The kids have only had a smattering of Hitchcock films over the years (I can recall watching 39 Steps and North by Northwest with them, so they still have a long, long way to go). Even so, it seemed like watching 2012’s Hitchcock, which tells the story of the making of the director’s famous horror hit Psycho, would be something Ben would appreciate.
Hitchcock was late in the Hollywood stage of his career when he decided to take a risk and make a film based on Robert Bloch’s best-seller inspired by the notorious Ed Gein murders of the 1950s. Gein was the first serial killer since Jack the Ripper to gain pop-culture icon status, inspiring a number of horror blockbusters – including Silence of the Lambs and Texas Chainsaw Massacre.
The studio, which just wanted more installments of Hitchcock’s “innocent man mistakenly caught up in intrigue” shtick, weren’t interested. But “Hitch” and his wife Alma Reville were ready to go back to their roots and do the unexpected, as they had done earlier in their careers. And so, one house mortgage later, Psycho was financed and ready to cast.

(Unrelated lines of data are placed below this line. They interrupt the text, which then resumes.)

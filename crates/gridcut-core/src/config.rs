//! Game configuration.

use std::time::Duration;

use serde::{Deserialize, Serialize};

use crate::error::{GameError, Result};
use crate::input::InputConfig;

/// Tunables for one game. Missing JSON fields take their defaults.
#[derive(Debug, Clone, PartialEq, Eq, Serialize, Deserialize)]
#[serde(default)]
pub struct GameConfig {
    /// Cells across
    pub h_divisions: u32,
    /// Cells down
    pub v_divisions: u32,
    /// Board width in pixels
    pub width: u32,
    /// Board height in pixels
    pub height: u32,
    /// Pixels travelled per step, capped at the smaller cell dimension
    pub player_speed: u32,
    /// Health lost per crash
    pub crash_damage: u32,
    /// Health at spawn
    pub initial_health: u32,
    /// Symbols each player's input channel retains
    pub input_buffer_size: usize,
    /// Input inactivity timeout in milliseconds
    pub input_timeout_ms: u64,
    /// Steps per second when driven by the animator
    pub fps: u32,
    /// Master seed
    pub seed: u64,
}

impl Default for GameConfig {
    fn default() -> Self {
        Self {
            h_divisions: 10,
            v_divisions: 10,
            width: 500,
            height: 500,
            player_speed: 7,
            crash_damage: 5,
            initial_health: 100,
            input_buffer_size: 1,
            input_timeout_ms: 3000,
            fps: 15,
            seed: 0,
        }
    }
}

impl GameConfig {
    /// Default config with a different board.
    #[must_use]
    pub fn with_board(h_divisions: u32, v_divisions: u32, width: u32, height: u32) -> Self {
        Self {
            h_divisions,
            v_divisions,
            width,
            height,
            ..Default::default()
        }
    }

    /// Parses a JSON document.
    ///
    /// # Errors
    ///
    /// Returns [`GameError::MalformedConfig`] if the document does not parse.
    pub fn from_json(json: &str) -> Result<Self> {
        serde_json::from_str(json).map_err(GameError::MalformedConfig)
    }

    /// Checks that the values describe a playable game.
    ///
    /// # Errors
    ///
    /// Returns [`GameError::InvalidConfig`] naming the first offending field.
    pub fn validate(&self) -> Result<()> {
        if self.h_divisions == 0 || self.v_divisions == 0 {
            return Err(GameError::InvalidConfig(format!(
                "board must have at least one cell, got {}x{}",
                self.h_divisions, self.v_divisions
            )));
        }
        if self.width < self.h_divisions || self.height < self.v_divisions {
            return Err(GameError::InvalidConfig(format!(
                "{}x{} pixels cannot hold {}x{} cells",
                self.width, self.height, self.h_divisions, self.v_divisions
            )));
        }
        if self.input_buffer_size == 0 {
            return Err(GameError::InvalidConfig(
                "input_buffer_size must be at least 1".into(),
            ));
        }
        if self.fps == 0 {
            return Err(GameError::InvalidConfig("fps must be at least 1".into()));
        }
        Ok(())
    }

    /// Cell width in pixels (board width split evenly, remainder dropped).
    #[must_use]
    pub fn cell_width(&self) -> u32 {
        self.width.checked_div(self.h_divisions).unwrap_or(0)
    }

    /// Cell height in pixels.
    #[must_use]
    pub fn cell_height(&self) -> u32 {
        self.height.checked_div(self.v_divisions).unwrap_or(0)
    }

    /// Channel settings derived from this config, with no mapping.
    #[must_use]
    pub fn input_config(&self) -> InputConfig {
        InputConfig {
            buffer_size: self.input_buffer_size,
            timeout_ms: self.input_timeout_ms,
            ..InputConfig::default()
        }
    }

    /// Time between animator frames.
    #[must_use]
    pub fn frame_interval(&self) -> Duration {
        Duration::from_secs(1) / self.fps.max(1)
    }
}

#[cfg(test)]
mod tests {
    use super::*;

    #[test]
    fn defaults_describe_standard_board() {
        let config = GameConfig::default();
        assert!(config.validate().is_ok());
        assert_eq!(config.cell_width(), 50);
        assert_eq!(config.cell_height(), 50);
        assert_eq!(config.player_speed, 7);
        assert_eq!(config.crash_damage, 5);
        assert_eq!(config.initial_health, 100);
    }

    #[test]
    fn cell_size_drops_remainder() {
        let config = GameConfig::with_board(3, 4, 100, 50);
        assert_eq!(config.cell_width(), 33);
        assert_eq!(config.cell_height(), 12);
    }

    #[test]
    fn json_fills_missing_fields() {
        let config = GameConfig::from_json(r#"{"h_divisions": 4, "seed": 9}"#).unwrap();
        assert_eq!(config.h_divisions, 4);
        assert_eq!(config.v_divisions, 10);
        assert_eq!(config.seed, 9);
    }

    #[test]
    fn malformed_json_is_reported() {
        let err = GameConfig::from_json("{ not json").unwrap_err();
        assert!(matches!(err, GameError::MalformedConfig(_)));
    }

    #[test]
    fn validate_rejects_unplayable_values() {
        let zero = GameConfig::with_board(0, 5, 100, 100);
        assert!(matches!(zero.validate(), Err(GameError::InvalidConfig(_))));

        let cramped = GameConfig::with_board(20, 20, 10, 10);
        assert!(cramped.validate().is_err());

        let config = GameConfig {
            input_buffer_size: 0,
            ..Default::default()
        };
        assert!(config.validate().is_err());

        let config = GameConfig {
            fps: 0,
            ..Default::default()
        };
        assert!(config.validate().is_err());
    }

    #[test]
    fn derived_settings() {
        let config = GameConfig::default();
        let input = config.input_config();
        assert_eq!(input.buffer_size, 1);
        assert_eq!(input.timeout_ms, 3000);
        assert_eq!(config.frame_interval(), Duration::from_secs(1) / 15);
    }
}
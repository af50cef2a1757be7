//! Push-notification plumbing.
//!
//! - [`NotificationBus`]: in-process publish/subscribe hub backed by
//!   `tokio::sync::broadcast`; implements
//!   [`PushNotifier`](accessgate_core::directory::PushNotifier) so the
//!   lifecycle engine can fire and forget.
//! - [`NotificationPersistence`]: background service that writes every
//!   published notification to the `push_notifications` outbox for the
//!   delivery service.

pub mod bus;
pub mod persistence;

pub use bus::NotificationBus;
pub use persistence::NotificationPersistence;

Speaking of cast, Anthony Hopkins – even in a fat suit with distracting facial prosthetics that always seemed at risk of melting off – pulled off the old master’s intonation and mannerisms. And Helen Mirren as his equally talented partner was riveting as her husband’s equal, even if the script upped her historic role in the making of Psycho (allegedly at Mirren’s request).
As much as I enjoyed the chemistry between the two stars, and the energy modern Hollywood always gins up when making movies about its own past, some key blunders made the film much less than the sum of its parts.
To begin with, by focusing on the strained relationship between Alfred and Alma, the bio-pic created the impression that Psycho was driven as much by Hitchcock’s psychological fragility as his craftsmanship. A scene (I’m guessing fictitious) in which Hopkins grabs the knife in order to create Psycho’s famous shower murder on his own (all the while imagining he’s eviscerating his wife’s imagined lover and the various Hollywood studio types standing in his way) reinforces the notion that Psycho is the product of the director’s id.
But, as aficionados know, the key to Hitchcock’s directorial success was his absolute control over every aspect of the filmmaking process, a mastery which allowed him to manipulate his cast and crew to get what he wanted from them – not be manipulated by them, or by the pressures of production schedules.
I was also disappointed by how much of the making of Psycho wasn’t in the movie. Sure, there was the aforementioned shower scene recreation, and a few other brief moments where you got the feel of being on the set of an old time Hollywood production. But nothing gave viewers the sense that being on the set of a Hitchcock production was anything special. Hitchcock’s ability to leverage his own brand to create buzz was also alluded to late in the picture, but only for the sixty or so seconds needed to explain why Psycho was a hit despite indifference from its studio-distributor.
The film also uses two narrative devices – one in which Hopkins interacts with the real Ed Gein (actually actor Michael Wincott playing Gein) and one which recreates the droll openings and closings Hitchcock began and ended episodes of his TV series with – both of which were incompatible with each other and with the rest of the picture.
As you can tell, it is only film snobbery that forces me to point my thumbs down on a homage that should have been more homagey (is that a word?). Ben – might you have anything kinder to say?
Ben replies: Not much kinder, I’m afraid. I am not particularly familiar with Hitchcock but I still found this 2012 miss a bit disappointing. The biopics I’ve seen have all followed the delivery-room-to-the-funeral-ceremony formula. I though this film might be better because it chose to focus on a short period of time in Hitchcock’s life, especially one so iconic, but it was also disappointing in that respect. Notably; the filmmakers made the Oscar-baity decision to cast Hollywood stars as every famous name involved with Psycho, including Hopkins, Mirren, and Scarlett Johansonn and James D’arcy as Janet Leigh and Anthony Perkins respectively. Good acting on the part of the great Anthony Hopkins, but other a bit a waste of a biopic.